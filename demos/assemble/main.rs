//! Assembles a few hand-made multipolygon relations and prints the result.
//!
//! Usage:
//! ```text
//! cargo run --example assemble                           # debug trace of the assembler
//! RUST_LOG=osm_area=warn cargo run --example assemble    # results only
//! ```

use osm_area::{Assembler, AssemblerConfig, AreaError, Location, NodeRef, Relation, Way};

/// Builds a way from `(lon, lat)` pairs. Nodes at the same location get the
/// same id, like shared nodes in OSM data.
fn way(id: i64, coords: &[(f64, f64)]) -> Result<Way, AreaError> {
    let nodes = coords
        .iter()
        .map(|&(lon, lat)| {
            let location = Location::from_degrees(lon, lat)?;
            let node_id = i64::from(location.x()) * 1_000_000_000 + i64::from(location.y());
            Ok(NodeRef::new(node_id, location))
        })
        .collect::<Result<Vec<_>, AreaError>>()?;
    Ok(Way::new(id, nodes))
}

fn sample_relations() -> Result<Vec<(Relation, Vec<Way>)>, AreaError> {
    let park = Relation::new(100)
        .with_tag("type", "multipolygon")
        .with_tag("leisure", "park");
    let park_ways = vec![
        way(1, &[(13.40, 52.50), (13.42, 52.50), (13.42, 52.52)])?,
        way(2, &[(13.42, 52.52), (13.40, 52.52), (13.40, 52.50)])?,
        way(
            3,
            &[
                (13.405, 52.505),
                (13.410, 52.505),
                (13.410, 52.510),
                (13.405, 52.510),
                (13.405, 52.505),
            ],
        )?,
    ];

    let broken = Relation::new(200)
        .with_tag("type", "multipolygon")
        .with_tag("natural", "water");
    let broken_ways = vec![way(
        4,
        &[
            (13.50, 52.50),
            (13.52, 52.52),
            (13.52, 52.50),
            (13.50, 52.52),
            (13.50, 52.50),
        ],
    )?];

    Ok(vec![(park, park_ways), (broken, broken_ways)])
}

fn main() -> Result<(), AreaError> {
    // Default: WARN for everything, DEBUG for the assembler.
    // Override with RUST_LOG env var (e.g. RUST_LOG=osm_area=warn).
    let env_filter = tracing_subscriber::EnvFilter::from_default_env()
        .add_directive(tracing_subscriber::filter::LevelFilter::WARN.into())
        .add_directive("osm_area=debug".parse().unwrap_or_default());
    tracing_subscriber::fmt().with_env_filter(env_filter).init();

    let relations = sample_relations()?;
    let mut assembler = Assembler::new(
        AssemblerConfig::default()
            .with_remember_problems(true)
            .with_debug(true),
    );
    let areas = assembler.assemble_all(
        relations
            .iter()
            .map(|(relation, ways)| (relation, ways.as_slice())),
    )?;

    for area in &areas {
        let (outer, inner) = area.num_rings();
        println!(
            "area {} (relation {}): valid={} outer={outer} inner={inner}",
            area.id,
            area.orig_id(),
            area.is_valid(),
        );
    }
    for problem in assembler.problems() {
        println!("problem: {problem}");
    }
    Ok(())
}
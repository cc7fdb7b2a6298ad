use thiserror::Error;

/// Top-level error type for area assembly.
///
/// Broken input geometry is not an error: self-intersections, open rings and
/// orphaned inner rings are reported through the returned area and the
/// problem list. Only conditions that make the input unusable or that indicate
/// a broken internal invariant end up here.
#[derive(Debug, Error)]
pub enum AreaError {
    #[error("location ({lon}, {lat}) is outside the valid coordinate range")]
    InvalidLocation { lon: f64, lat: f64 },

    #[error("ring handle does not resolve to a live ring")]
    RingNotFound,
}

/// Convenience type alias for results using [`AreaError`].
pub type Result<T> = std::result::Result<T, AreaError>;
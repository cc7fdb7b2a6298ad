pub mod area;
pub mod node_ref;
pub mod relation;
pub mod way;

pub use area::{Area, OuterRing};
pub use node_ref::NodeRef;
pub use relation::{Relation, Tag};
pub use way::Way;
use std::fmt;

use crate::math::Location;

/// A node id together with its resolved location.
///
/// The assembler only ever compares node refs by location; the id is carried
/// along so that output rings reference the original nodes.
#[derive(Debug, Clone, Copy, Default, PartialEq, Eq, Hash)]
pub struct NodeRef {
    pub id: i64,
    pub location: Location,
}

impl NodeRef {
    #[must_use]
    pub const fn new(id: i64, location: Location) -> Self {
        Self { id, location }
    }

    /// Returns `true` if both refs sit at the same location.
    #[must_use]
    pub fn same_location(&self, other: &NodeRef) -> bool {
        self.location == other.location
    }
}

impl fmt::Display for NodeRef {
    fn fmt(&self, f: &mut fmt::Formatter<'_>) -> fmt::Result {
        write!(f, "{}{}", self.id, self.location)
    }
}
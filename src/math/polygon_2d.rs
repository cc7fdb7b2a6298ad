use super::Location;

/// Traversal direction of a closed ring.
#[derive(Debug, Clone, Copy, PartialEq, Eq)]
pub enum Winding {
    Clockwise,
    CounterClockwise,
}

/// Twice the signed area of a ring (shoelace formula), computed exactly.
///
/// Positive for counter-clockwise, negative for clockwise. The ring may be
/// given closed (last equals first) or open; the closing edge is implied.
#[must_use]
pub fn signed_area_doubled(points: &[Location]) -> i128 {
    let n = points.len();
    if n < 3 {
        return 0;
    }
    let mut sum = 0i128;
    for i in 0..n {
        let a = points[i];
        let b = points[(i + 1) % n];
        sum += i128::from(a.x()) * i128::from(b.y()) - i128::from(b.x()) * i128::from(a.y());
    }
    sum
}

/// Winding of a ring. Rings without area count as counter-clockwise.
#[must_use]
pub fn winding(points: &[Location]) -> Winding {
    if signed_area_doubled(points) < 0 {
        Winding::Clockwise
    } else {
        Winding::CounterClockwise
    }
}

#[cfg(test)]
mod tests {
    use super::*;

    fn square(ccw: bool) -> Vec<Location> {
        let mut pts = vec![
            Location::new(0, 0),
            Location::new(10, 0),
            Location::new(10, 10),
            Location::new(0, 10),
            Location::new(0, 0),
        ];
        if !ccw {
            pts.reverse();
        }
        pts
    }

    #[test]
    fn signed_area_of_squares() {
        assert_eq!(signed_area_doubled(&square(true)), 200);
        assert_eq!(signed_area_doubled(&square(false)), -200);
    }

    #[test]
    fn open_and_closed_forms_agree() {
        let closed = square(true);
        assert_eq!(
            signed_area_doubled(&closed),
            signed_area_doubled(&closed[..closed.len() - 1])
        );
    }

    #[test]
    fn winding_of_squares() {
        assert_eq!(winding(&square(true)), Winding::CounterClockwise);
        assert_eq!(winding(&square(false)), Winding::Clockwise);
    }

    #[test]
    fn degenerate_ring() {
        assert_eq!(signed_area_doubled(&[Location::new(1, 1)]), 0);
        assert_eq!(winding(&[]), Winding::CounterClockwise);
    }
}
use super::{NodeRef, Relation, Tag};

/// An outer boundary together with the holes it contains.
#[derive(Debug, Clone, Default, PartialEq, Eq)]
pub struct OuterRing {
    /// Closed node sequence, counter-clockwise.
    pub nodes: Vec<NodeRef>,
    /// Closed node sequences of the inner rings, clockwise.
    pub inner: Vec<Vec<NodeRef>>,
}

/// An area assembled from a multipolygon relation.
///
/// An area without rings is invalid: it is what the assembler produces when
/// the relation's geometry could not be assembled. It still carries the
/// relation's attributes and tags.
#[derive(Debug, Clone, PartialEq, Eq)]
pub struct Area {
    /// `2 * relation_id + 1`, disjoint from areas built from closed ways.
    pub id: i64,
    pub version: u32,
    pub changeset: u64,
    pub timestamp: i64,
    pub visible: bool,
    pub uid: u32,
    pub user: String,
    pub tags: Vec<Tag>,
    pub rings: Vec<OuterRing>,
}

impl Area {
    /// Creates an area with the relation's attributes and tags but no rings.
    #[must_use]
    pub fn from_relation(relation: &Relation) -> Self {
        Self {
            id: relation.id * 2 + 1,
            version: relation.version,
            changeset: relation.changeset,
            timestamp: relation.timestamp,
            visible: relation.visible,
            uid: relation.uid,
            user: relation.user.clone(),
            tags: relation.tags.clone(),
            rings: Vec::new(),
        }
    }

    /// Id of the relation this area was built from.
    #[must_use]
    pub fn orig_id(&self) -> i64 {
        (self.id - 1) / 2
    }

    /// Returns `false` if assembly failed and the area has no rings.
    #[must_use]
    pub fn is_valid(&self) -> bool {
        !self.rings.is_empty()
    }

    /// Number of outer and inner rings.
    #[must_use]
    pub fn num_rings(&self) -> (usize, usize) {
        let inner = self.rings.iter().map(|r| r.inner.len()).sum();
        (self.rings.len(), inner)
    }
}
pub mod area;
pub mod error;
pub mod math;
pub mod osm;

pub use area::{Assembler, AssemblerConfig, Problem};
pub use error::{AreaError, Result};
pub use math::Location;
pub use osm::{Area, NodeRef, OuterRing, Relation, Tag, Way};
────────────────────────────────────────
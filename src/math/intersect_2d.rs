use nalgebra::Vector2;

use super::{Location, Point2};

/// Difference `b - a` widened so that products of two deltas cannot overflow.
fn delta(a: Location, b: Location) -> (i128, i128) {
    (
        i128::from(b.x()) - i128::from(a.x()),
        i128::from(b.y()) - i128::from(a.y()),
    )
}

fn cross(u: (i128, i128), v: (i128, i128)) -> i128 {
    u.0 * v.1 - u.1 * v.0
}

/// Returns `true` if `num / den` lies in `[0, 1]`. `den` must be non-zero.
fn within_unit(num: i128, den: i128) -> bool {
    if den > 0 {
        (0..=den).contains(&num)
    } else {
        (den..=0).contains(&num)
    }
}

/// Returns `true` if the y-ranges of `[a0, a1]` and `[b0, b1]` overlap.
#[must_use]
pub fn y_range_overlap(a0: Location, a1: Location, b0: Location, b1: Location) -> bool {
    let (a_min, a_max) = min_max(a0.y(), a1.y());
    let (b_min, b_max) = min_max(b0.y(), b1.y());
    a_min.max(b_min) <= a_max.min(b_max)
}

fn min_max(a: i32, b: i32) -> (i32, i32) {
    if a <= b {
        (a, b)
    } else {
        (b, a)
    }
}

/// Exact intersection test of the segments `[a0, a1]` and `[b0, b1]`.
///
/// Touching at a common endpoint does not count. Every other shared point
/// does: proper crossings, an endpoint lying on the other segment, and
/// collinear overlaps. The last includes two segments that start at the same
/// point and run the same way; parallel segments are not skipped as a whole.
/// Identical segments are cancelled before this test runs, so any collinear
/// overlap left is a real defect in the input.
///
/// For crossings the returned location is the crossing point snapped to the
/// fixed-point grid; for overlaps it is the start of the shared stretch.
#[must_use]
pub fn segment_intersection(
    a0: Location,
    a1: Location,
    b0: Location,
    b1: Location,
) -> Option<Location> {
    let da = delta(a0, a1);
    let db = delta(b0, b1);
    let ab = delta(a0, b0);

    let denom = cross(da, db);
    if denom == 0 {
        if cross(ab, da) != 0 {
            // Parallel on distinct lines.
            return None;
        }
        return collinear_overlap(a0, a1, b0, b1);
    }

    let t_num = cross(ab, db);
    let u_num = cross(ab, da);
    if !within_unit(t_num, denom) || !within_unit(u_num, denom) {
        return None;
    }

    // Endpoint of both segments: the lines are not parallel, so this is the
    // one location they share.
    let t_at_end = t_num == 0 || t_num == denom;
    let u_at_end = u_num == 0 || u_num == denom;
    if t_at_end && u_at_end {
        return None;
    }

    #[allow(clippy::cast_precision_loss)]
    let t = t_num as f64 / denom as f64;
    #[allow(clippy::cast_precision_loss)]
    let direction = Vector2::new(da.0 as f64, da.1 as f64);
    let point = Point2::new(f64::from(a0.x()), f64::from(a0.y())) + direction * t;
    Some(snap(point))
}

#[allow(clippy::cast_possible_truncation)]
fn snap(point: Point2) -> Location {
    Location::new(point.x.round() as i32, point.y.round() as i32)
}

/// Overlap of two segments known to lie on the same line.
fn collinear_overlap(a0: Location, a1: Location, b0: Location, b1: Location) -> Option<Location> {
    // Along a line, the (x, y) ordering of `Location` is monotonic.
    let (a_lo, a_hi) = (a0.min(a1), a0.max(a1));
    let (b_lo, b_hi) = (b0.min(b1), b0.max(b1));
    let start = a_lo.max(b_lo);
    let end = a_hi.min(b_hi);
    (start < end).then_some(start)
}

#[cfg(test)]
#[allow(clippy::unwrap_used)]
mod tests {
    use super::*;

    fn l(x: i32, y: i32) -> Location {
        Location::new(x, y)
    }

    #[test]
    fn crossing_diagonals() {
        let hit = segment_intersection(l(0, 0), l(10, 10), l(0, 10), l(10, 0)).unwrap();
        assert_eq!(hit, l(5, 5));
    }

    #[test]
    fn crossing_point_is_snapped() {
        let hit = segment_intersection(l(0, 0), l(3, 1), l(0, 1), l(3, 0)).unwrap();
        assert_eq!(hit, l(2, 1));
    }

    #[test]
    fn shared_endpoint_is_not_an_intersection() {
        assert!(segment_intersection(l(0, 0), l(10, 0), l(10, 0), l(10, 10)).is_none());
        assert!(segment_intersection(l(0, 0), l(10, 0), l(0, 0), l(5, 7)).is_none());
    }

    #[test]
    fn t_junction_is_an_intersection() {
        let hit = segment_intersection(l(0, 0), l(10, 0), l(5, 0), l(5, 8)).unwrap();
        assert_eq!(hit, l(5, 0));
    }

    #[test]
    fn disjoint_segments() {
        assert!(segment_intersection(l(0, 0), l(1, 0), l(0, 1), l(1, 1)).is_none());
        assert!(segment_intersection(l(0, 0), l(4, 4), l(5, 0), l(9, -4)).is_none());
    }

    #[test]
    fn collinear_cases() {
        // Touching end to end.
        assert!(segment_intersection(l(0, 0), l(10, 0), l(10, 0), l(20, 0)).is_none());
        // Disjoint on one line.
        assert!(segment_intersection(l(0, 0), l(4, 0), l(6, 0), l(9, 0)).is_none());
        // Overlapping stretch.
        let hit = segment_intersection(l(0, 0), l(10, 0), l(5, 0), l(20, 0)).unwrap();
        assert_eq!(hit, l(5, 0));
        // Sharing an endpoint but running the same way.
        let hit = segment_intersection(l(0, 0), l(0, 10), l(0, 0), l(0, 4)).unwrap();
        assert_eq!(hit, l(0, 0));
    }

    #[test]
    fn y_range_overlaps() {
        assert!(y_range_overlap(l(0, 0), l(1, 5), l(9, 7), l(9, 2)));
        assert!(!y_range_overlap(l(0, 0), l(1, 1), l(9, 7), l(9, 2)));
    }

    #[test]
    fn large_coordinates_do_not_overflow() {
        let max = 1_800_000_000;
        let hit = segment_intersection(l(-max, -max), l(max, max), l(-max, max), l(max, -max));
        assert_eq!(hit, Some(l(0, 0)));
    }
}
────────────────────────────────────────
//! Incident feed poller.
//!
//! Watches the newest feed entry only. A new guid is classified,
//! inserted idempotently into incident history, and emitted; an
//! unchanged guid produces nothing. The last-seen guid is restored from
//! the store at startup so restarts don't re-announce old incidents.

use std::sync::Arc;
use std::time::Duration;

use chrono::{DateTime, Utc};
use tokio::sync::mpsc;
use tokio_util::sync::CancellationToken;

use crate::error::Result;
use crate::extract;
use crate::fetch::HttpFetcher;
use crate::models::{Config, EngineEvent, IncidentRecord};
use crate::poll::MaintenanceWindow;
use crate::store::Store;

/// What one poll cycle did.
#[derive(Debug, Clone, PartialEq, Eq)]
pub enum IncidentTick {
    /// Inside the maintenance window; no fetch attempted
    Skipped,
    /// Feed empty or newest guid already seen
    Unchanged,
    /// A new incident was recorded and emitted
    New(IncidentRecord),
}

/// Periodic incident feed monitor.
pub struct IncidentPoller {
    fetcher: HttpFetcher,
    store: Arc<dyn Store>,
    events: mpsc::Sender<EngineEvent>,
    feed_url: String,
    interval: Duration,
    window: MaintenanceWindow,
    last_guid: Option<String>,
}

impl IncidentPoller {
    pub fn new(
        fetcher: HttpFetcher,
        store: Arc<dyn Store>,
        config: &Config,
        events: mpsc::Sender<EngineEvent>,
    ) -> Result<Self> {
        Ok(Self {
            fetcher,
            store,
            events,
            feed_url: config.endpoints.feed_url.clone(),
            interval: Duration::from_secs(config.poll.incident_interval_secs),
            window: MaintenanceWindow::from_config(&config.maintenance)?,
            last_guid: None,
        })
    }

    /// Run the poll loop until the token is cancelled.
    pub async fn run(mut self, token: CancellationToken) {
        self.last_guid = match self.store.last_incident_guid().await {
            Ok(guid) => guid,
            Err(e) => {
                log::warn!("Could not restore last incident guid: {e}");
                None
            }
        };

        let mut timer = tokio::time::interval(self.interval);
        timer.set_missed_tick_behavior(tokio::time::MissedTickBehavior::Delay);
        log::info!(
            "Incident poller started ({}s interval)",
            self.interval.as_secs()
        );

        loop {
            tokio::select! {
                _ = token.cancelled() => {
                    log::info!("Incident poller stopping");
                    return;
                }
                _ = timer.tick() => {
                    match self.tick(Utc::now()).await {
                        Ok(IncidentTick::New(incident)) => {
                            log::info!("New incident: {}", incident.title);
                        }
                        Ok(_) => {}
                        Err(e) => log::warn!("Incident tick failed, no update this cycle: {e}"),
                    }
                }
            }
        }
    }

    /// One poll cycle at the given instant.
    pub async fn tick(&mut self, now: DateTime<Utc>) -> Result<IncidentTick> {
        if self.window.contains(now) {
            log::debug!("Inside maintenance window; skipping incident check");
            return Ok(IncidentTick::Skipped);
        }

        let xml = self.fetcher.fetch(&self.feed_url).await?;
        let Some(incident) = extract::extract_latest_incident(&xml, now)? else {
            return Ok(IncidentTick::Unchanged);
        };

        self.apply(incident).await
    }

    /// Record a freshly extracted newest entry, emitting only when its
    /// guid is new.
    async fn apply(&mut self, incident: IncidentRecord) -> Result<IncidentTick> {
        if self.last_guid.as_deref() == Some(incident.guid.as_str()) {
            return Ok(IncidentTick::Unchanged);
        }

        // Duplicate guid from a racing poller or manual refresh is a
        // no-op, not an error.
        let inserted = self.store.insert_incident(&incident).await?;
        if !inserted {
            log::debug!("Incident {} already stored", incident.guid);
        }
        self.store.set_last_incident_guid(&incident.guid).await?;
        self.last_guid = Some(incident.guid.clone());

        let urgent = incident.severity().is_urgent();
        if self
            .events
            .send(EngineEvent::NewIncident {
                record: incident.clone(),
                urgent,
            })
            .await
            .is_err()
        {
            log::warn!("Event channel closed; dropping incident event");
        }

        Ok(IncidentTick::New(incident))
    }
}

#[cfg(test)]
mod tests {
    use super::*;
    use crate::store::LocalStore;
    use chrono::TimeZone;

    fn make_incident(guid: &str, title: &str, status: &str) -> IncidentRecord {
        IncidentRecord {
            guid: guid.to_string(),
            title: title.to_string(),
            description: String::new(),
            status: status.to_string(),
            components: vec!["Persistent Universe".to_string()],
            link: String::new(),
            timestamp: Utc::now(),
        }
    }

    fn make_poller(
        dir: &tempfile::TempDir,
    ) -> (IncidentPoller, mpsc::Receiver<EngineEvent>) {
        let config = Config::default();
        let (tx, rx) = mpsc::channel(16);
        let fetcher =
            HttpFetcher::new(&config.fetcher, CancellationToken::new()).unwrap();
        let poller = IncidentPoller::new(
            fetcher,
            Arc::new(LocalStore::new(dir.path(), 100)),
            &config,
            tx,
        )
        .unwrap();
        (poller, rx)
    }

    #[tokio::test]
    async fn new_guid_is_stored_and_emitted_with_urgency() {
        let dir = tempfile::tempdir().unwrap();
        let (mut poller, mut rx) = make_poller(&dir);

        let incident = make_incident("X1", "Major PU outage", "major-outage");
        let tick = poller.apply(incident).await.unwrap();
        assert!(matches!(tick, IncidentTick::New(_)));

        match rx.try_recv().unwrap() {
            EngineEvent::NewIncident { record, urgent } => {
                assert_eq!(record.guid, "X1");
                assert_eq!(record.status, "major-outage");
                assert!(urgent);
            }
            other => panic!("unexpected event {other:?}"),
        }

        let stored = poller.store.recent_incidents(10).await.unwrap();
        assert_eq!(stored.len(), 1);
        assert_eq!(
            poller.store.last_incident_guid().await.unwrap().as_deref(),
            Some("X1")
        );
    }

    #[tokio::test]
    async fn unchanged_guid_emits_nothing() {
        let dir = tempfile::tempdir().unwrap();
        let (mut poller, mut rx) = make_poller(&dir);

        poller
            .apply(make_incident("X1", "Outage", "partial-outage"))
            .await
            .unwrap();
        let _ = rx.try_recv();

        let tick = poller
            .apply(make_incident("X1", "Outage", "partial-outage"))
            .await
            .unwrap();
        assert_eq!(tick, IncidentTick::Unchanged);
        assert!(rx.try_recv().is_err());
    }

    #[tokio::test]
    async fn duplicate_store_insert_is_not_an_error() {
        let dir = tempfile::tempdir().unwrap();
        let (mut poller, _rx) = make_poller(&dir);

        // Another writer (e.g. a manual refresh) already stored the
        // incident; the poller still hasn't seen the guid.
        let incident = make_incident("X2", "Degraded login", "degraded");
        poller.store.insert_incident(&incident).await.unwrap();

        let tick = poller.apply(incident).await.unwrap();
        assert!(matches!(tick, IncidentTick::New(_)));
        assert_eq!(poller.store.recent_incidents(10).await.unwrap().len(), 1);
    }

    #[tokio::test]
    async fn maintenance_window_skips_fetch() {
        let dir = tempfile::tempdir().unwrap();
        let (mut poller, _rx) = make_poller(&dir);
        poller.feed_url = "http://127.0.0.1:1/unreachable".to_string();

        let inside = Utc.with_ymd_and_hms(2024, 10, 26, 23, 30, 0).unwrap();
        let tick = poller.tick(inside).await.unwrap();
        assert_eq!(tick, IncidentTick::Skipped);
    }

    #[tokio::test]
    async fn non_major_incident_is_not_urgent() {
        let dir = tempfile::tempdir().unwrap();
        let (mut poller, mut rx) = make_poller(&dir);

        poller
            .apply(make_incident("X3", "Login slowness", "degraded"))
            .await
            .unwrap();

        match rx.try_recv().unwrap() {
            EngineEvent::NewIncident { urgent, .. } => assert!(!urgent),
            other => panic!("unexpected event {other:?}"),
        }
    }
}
────────────────────────────────────────
All lines in the data that contain the word "title" should be copied.

- Finished task
                            log::info!("New incident: {}", incident.title);
    fn make_incident(guid: &str, title: &str, status: &str) -> IncidentRecord {
            title: title.to_string(),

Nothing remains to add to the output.